La plaza frente al Hospital Memorial St. Augustine estaba llena de movimiento: autobuses entrando y saliendo, palomas dispersándose sobre el pavimento y un suave sonido de violín flotando en el aire.
Elena Hart estaba junto a un cochecito que contenía a sus tres bebés dormidos, aliviada de que todos estuvieran sanos.

—¿Elena? —una voz la detuvo en seco.
Se quedó paralizada. Era Miles Whitaker, el hombre que la había abandonado años atrás, el día de su boda.
Se miraron cara a cara. Él notó a los bebés y palideció.—Tienes hijos —dijo, casi sin poder creerlo.
—Sí —respondió ella con calma.
Aceptaron hablar unos minutos. Elena le recordó cómo había desaparecido sin dar explicaciones.
Años atrás, ella había esperado en el altar… y él nunca apareció.
—Estabas embarazada —dijo él al darse cuenta.
—De los tres —confirmó ella.
Trillizos. Sus hijos. Miles confesó que lo sabía, pero salió corriendo por miedo: temía fracasar como su propio padre.

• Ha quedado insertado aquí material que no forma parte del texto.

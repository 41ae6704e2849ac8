//! The graph algorithms. Every entry point is a pure function of a borrowed
//! [`Graph`](crate::graph::Graph) and its parameters; all working state is
//! local to the call.

pub mod bellman_ford;
pub mod dijkstra;
pub mod floyd_warshall;
pub mod max_flow;
pub mod mst;
pub mod union_find;

pub use bellman_ford::bellman_ford;
pub use dijkstra::dijkstra;
pub use floyd_warshall::{floyd_warshall, DistanceMatrix};
pub use max_flow::{max_flow, max_flow_with_epsilon};
pub use mst::{kruskal, prim};
pub use union_find::UnionFind;

use std::cmp::Ordering;

use crate::graph::Graph;

/// Heap entry ordered so that `BinaryHeap` pops the smallest score first.
///
/// Ties are broken by the payload, smallest first, which keeps heap order
/// deterministic for equal scores.
#[derive(Debug, Clone, Copy)]
pub(crate) struct MinScored<T>(pub f64, pub T);

impl<T: Ord> PartialEq for MinScored<T> {
    fn eq(&self, other: &Self) -> bool {
        self.cmp(other) == Ordering::Equal
    }
}

impl<T: Ord> Eq for MinScored<T> {}

impl<T: Ord> PartialOrd for MinScored<T> {
    fn partial_cmp(&self, other: &Self) -> Option<Ordering> {
        Some(self.cmp(other))
    }
}

impl<T: Ord> Ord for MinScored<T> {
    fn cmp(&self, other: &Self) -> Ordering {
        other
            .0
            .total_cmp(&self.0)
            .then_with(|| other.1.cmp(&self.1))
    }
}

/// Walk predecessor pointers back from `target` and return node IDs source-first.
///
/// Returns `None` if the chain does not lead back to `source` within
/// `node_count` steps.
pub(crate) fn trace_path(
    graph: &Graph,
    parent: &[Option<usize>],
    source: usize,
    target: usize,
) -> Option<Vec<u64>> {
    let mut path = vec![graph.id_at(target)];
    let mut current = target;
    while current != source {
        if path.len() > graph.node_count() {
            return None;
        }
        current = parent[current]?;
        path.push(graph.id_at(current));
    }
    path.reverse();
    Some(path)
}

Elena respondió con simpleza:—Y aun así, lo hiciste.
—No tuve opción —dijo en voz baja—. Yo tuve hijos.
Uno de los bebés se movió, y Elena acomodó la manta suavemente mientras Miles observaba en silencio.
—Trabajé en dos empleos —dijo ella—. Los crié sola.
—Debería haber estado ahí —susurró Miles.
—Deberías haberlo estado —replicó ella.
Él pidió ver a los bebés. Ella accedió. Tres rostros idénticos: sus hijos.
—No merezco esto —dijo él.

—No, no lo mereces —contestó Elena.
Admitió que quería una oportunidad, aunque fuera pequeña. Elena estableció límites claros:
—Si vas a estar en sus vidas, será bajo mis condiciones.
Él aceptó.
—Esto no es una reunión —dijo ella—. Es un comienzo frágil.
Elena se alejó, dejando a Miles enfrentar lo que había perdido y lo que quizás nunca podría recuperar por completo.